__EXERCISE AIM__
Look through the entries that follow and return each line that has the string "DatabaseConfig".

*** Opening DATA IN THIS EXERCISE ***

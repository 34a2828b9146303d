//! Configuration loading and management.

use serde::Deserialize;
use std::path::Path;
use thiserror::Error;

/// Configuration errors.
#[derive(Debug, Error)]
pub enum ConfigError {
    #[error("failed to read config file: {0}")]
    Io(#[from] std::io::Error),
    #[error("failed to parse config: {0}")]
    Parse(#[from] toml::de::Error),
}

/// Engine configuration.
#[derive(Debug, Clone, Deserialize)]
pub struct Config {
    /// Database configuration.
    pub database: DatabaseConfig,
}

/// Database configuration.
#[derive(Debug, Clone, Deserialize)]
pub struct DatabaseConfig {
    /// Path to SQLite database file, or ":memory:" for an in-memory store.
    pub path: String,
}

impl Config {
    /// Load configuration from a TOML file.
    pub fn load<P: AsRef<Path>>(path: P) -> Result<Self, ConfigError> {
        let content = std::fs::read_to_string(path)?;
        let config: Config = toml::from_str(&content)?;
        Ok(config)
    }
}
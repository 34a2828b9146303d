//! Caller-facing whitelist service.
//!
//! Thin facade over the repositories and the membership query engine:
//! resolves group names, applies the listing format (enabled markers,
//! relation-count annotations), and routes member listings through the
//! rendering hook. All group-scoped operations distinguish "group does
//! not exist" ([`DbError::GroupNotFound`]) from "group exists, nothing
//! matched" (`Ok(None)` / empty vec).

use crate::db::{Database, DbError, Group};
use crate::render::EntityRenderer;
use crate::types::{EntityKind, ExceptionKind};

/// Marker prefixes for group names in listings.
const ENABLED_MARK: &str = "✅ ";
const DISABLED_MARK: &str = "❌ ";

/// One page of formatted listing entries plus the total result count.
#[derive(Debug, Clone)]
pub struct Listing {
    pub entries: Vec<String>,
    pub total: i64,
}

/// Whitelist service facade.
#[derive(Clone)]
pub struct WhitelistService {
    db: Database,
}

impl WhitelistService {
    /// Create a new whitelist service over a database handle.
    pub fn new(db: Database) -> Self {
        Self { db }
    }

    /// Access the underlying database handle.
    pub fn database(&self) -> &Database {
        &self.db
    }

    // ------------------------------------------------------------------
    // Group lifecycle
    // ------------------------------------------------------------------

    /// Create a group. Fails with [`DbError::GroupExists`] on a
    /// case-insensitive name collision.
    pub async fn create_group(&self, name: &str) -> Result<Group, DbError> {
        self.db.groups().create(name).await
    }

    /// Rename a group. `Ok(None)` if `old` does not exist;
    /// [`DbError::GroupExists`] if `new` collides with another group.
    pub async fn rename_group(&self, old: &str, new: &str) -> Result<Option<Group>, DbError> {
        self.db.groups().rename(old, new).await
    }

    /// Enable or disable a group. Returns false if the group is absent.
    pub async fn set_group_enabled(&self, name: &str, enabled: bool) -> Result<bool, DbError> {
        self.db.groups().set_enabled(name, enabled).await
    }

    /// Delete a group and all of its relations. Returns false if absent.
    pub async fn delete_group(&self, name: &str) -> Result<bool, DbError> {
        self.db.groups().delete(name).await
    }

    /// Look up a group by name, case-insensitively.
    pub async fn find_group(&self, name: &str) -> Result<Option<Group>, DbError> {
        self.db.groups().find_by_name(name).await
    }

    // ------------------------------------------------------------------
    // Bulk relation management
    // ------------------------------------------------------------------

    /// Relate entities to a named group; returns the newly related ids.
    pub async fn add_members(
        &self,
        group: &str,
        kind: EntityKind,
        ids: &[u64],
    ) -> Result<Vec<u64>, DbError> {
        let group = self.db.groups().require(group).await?;
        self.db.members().add_to_group(group.id, kind, ids).await
    }

    /// Unrelate entities from a named group; returns the ids actually removed.
    pub async fn remove_members(
        &self,
        group: &str,
        kind: EntityKind,
        ids: &[u64],
    ) -> Result<Vec<u64>, DbError> {
        let group = self.db.groups().require(group).await?;
        self.db.members().remove_from_group(group.id, kind, ids).await
    }

    /// Relate exceptions to a named group; returns the newly related names.
    pub async fn add_exceptions(
        &self,
        group: &str,
        kind: ExceptionKind,
        names: &[&str],
    ) -> Result<Vec<String>, DbError> {
        let group = self.db.groups().require(group).await?;
        self.db.exceptions().add_to_group(group.id, kind, names).await
    }

    /// Unrelate exceptions from a named group; returns the names actually removed.
    pub async fn remove_exceptions(
        &self,
        group: &str,
        kind: ExceptionKind,
        names: &[&str],
    ) -> Result<Vec<String>, DbError> {
        let group = self.db.groups().require(group).await?;
        self.db
            .exceptions()
            .remove_from_group(group.id, kind, names)
            .await
    }

    /// Hard-delete an entity record everywhere. Returns false if absent.
    pub async fn purge_member(&self, kind: EntityKind, id: u64) -> Result<bool, DbError> {
        self.db.members().purge(kind, id).await
    }

    /// Hard-delete an exception record everywhere. Returns false if absent.
    pub async fn purge_exception(&self, kind: ExceptionKind, name: &str) -> Result<bool, DbError> {
        self.db.exceptions().purge(kind, name).await
    }

    /// Remove a group's member relations, optionally filtered by kind.
    pub async fn clear_members(
        &self,
        group: &str,
        kind: Option<EntityKind>,
    ) -> Result<u64, DbError> {
        let group = self.db.groups().require(group).await?;
        self.db.members().clear_group(group.id, kind).await
    }

    /// Remove a group's exception relations, optionally filtered by kind.
    pub async fn clear_exceptions(
        &self,
        group: &str,
        kind: Option<ExceptionKind>,
    ) -> Result<u64, DbError> {
        let group = self.db.groups().require(group).await?;
        self.db.exceptions().clear_group(group.id, kind).await
    }

    // ------------------------------------------------------------------
    // Predicates
    // ------------------------------------------------------------------

    /// Is the entity a member of the named group?
    pub async fn is_member(
        &self,
        id: u64,
        kind: EntityKind,
        group: &str,
    ) -> Result<bool, DbError> {
        let group = self.db.groups().require(group).await?;
        Ok(self.db.membership().is_member(id, kind, group.id).await?)
    }

    /// Is the exception exempted within the named group?
    pub async fn is_exempted(
        &self,
        name: &str,
        kind: ExceptionKind,
        group: &str,
    ) -> Result<bool, DbError> {
        let group = self.db.groups().require(group).await?;
        Ok(self.db.membership().is_exempted(name, kind, group.id).await?)
    }

    /// True iff at least one enabled group contains both the exception
    /// and the entity. The only predicate that filters on the enabled flag.
    pub async fn is_exempted_anywhere_enabled(
        &self,
        name: &str,
        exception_kind: ExceptionKind,
        entity_id: u64,
        entity_kind: EntityKind,
    ) -> Result<bool, DbError> {
        Ok(self
            .db
            .membership()
            .is_exempted_anywhere_enabled(name, exception_kind, entity_id, entity_kind)
            .await?)
    }

    // ------------------------------------------------------------------
    // Listings
    // ------------------------------------------------------------------

    /// All groups, with enabled markers.
    pub async fn list_groups(&self, page: i64) -> Result<Option<Listing>, DbError> {
        Ok(self.db.membership().groups(page).await?.map(group_listing))
    }

    /// Groups containing the given entity, with enabled markers.
    pub async fn list_groups_for_member(
        &self,
        id: u64,
        kind: EntityKind,
        page: i64,
    ) -> Result<Option<Listing>, DbError> {
        Ok(self
            .db
            .membership()
            .groups_for_member(id, kind, page)
            .await?
            .map(group_listing))
    }

    /// Groups containing the given exception name, with enabled markers.
    /// `Ok(None)` also covers an unknown exception record.
    pub async fn list_groups_for_exception(
        &self,
        name: &str,
        kind: ExceptionKind,
        page: i64,
    ) -> Result<Option<Listing>, DbError> {
        let Some(exception) = self.db.exceptions().find(kind, name).await? else {
            return Ok(None);
        };

        Ok(self
            .db
            .membership()
            .groups_for_exception(exception.id, page)
            .await?
            .map(group_listing))
    }

    /// Groups, in any enabled state, containing both the exception and
    /// the entity — the paged companion of the enabled-scoped predicate.
    pub async fn list_groups_exempting(
        &self,
        name: &str,
        exception_kind: ExceptionKind,
        entity_id: u64,
        entity_kind: EntityKind,
        page: i64,
    ) -> Result<Option<Listing>, DbError> {
        Ok(self
            .db
            .membership()
            .groups_exempting(name, exception_kind, entity_id, entity_kind, page)
            .await?
            .map(group_listing))
    }

    /// Entity members of a named group, rendered through the hook.
    pub async fn list_group_members(
        &self,
        group: &str,
        kind: EntityKind,
        page: i64,
        renderer: &dyn EntityRenderer,
    ) -> Result<Option<Listing>, DbError> {
        let group = self.db.groups().require(group).await?;

        let Some((ids, total)) = self
            .db
            .membership()
            .member_ids_of_group(group.id, kind, page)
            .await?
        else {
            return Ok(None);
        };

        Ok(Some(Listing {
            entries: renderer.render_many(kind, &ids),
            total,
        }))
    }

    /// Exception names of a named group.
    pub async fn list_group_exceptions(
        &self,
        group: &str,
        kind: ExceptionKind,
        page: i64,
    ) -> Result<Option<Listing>, DbError> {
        let group = self.db.groups().require(group).await?;

        Ok(self
            .db
            .membership()
            .exception_names_of_group(group.id, kind, page)
            .await?
            .map(|(names, total)| Listing {
                entries: names,
                total,
            }))
    }

    /// All exception names of a kind, annotated with their relation count.
    pub async fn list_exceptions(
        &self,
        kind: ExceptionKind,
        page: i64,
    ) -> Result<Option<Listing>, DbError> {
        Ok(self
            .db
            .membership()
            .exception_usage(kind, page)
            .await?
            .map(|(usages, total)| Listing {
                entries: usages
                    .into_iter()
                    .map(|u| {
                        let noun = if u.group_count == 1 { "list" } else { "lists" };
                        format!("{} ({} {})", u.name, u.group_count, noun)
                    })
                    .collect(),
                total,
            }))
    }

    /// Exception names usable by the entity across all enabled groups.
    pub async fn list_exceptions_for_member(
        &self,
        kind: ExceptionKind,
        entity_id: u64,
        entity_kind: EntityKind,
        page: i64,
    ) -> Result<Option<Listing>, DbError> {
        Ok(self
            .db
            .membership()
            .exception_names_for_member(kind, entity_id, entity_kind, page)
            .await?
            .map(|(names, total)| Listing {
                entries: names,
                total,
            }))
    }
}

/// Format a group for display: enabled marker plus case-preserved name.
fn format_group(group: &Group) -> String {
    let mark = if group.enabled {
        ENABLED_MARK
    } else {
        DISABLED_MARK
    };
    format!("{mark}{}", group.name)
}

fn group_listing((groups, total): (Vec<Group>, i64)) -> Listing {
    Listing {
        entries: groups.iter().map(format_group).collect(),
        total,
    }
}

#[cfg(test)]
mod tests {
    use super::*;
    use crate::render::RawRenderer;

    async fn service() -> WhitelistService {
        WhitelistService::new(Database::new(":memory:").await.unwrap())
    }

    #[tokio::test]
    async fn test_group_markers_in_listing() {
        let svc = service().await;
        svc.create_group("alpha").await.unwrap();
        svc.create_group("beta").await.unwrap();
        svc.set_group_enabled("beta", false).await.unwrap();

        let listing = svc.list_groups(0).await.unwrap().unwrap();
        assert_eq!(listing.total, 2);
        assert_eq!(listing.entries, vec!["✅ alpha", "❌ beta"]);
    }

    #[tokio::test]
    async fn test_group_scoped_ops_distinguish_missing_group() {
        let svc = service().await;

        let err = svc
            .add_members("ghost", EntityKind::User, &[1])
            .await
            .unwrap_err();
        assert!(matches!(err, DbError::GroupNotFound(_)));

        // Existing group with no matches is Ok(None), not an error
        svc.create_group("real").await.unwrap();
        let listing = svc
            .list_group_members("real", EntityKind::User, 0, &RawRenderer)
            .await
            .unwrap();
        assert!(listing.is_none());
    }

    #[tokio::test]
    async fn test_exception_usage_annotations() {
        let svc = service().await;
        svc.create_group("a").await.unwrap();
        svc.create_group("b").await.unwrap();

        svc.add_exceptions("a", ExceptionKind::Command, &["play", "skip"])
            .await
            .unwrap();
        svc.add_exceptions("b", ExceptionKind::Command, &["play"])
            .await
            .unwrap();
        svc.remove_exceptions("a", ExceptionKind::Command, &["skip"])
            .await
            .unwrap();

        let listing = svc
            .list_exceptions(ExceptionKind::Command, 0)
            .await
            .unwrap()
            .unwrap();
        assert_eq!(listing.entries, vec!["play (2 lists)", "skip (0 lists)"]);
    }

    #[tokio::test]
    async fn test_members_render_through_hook() {
        let svc = service().await;
        svc.create_group("vip").await.unwrap();
        svc.add_members("vip", EntityKind::User, &[20, 10])
            .await
            .unwrap();

        struct Mention;
        impl EntityRenderer for Mention {
            fn render(&self, _kind: EntityKind, id: u64) -> String {
                format!("<@{id}>")
            }
        }

        let listing = svc
            .list_group_members("vip", EntityKind::User, 0, &Mention)
            .await
            .unwrap()
            .unwrap();
        // Ascending id order, rendered
        assert_eq!(listing.entries, vec!["<@10>", "<@20>"]);
    }
}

*** Closing DATA IN THIS EXERCISE ***

__RESULT OF THE TASK__
    pub database: DatabaseConfig,
pub struct DatabaseConfig {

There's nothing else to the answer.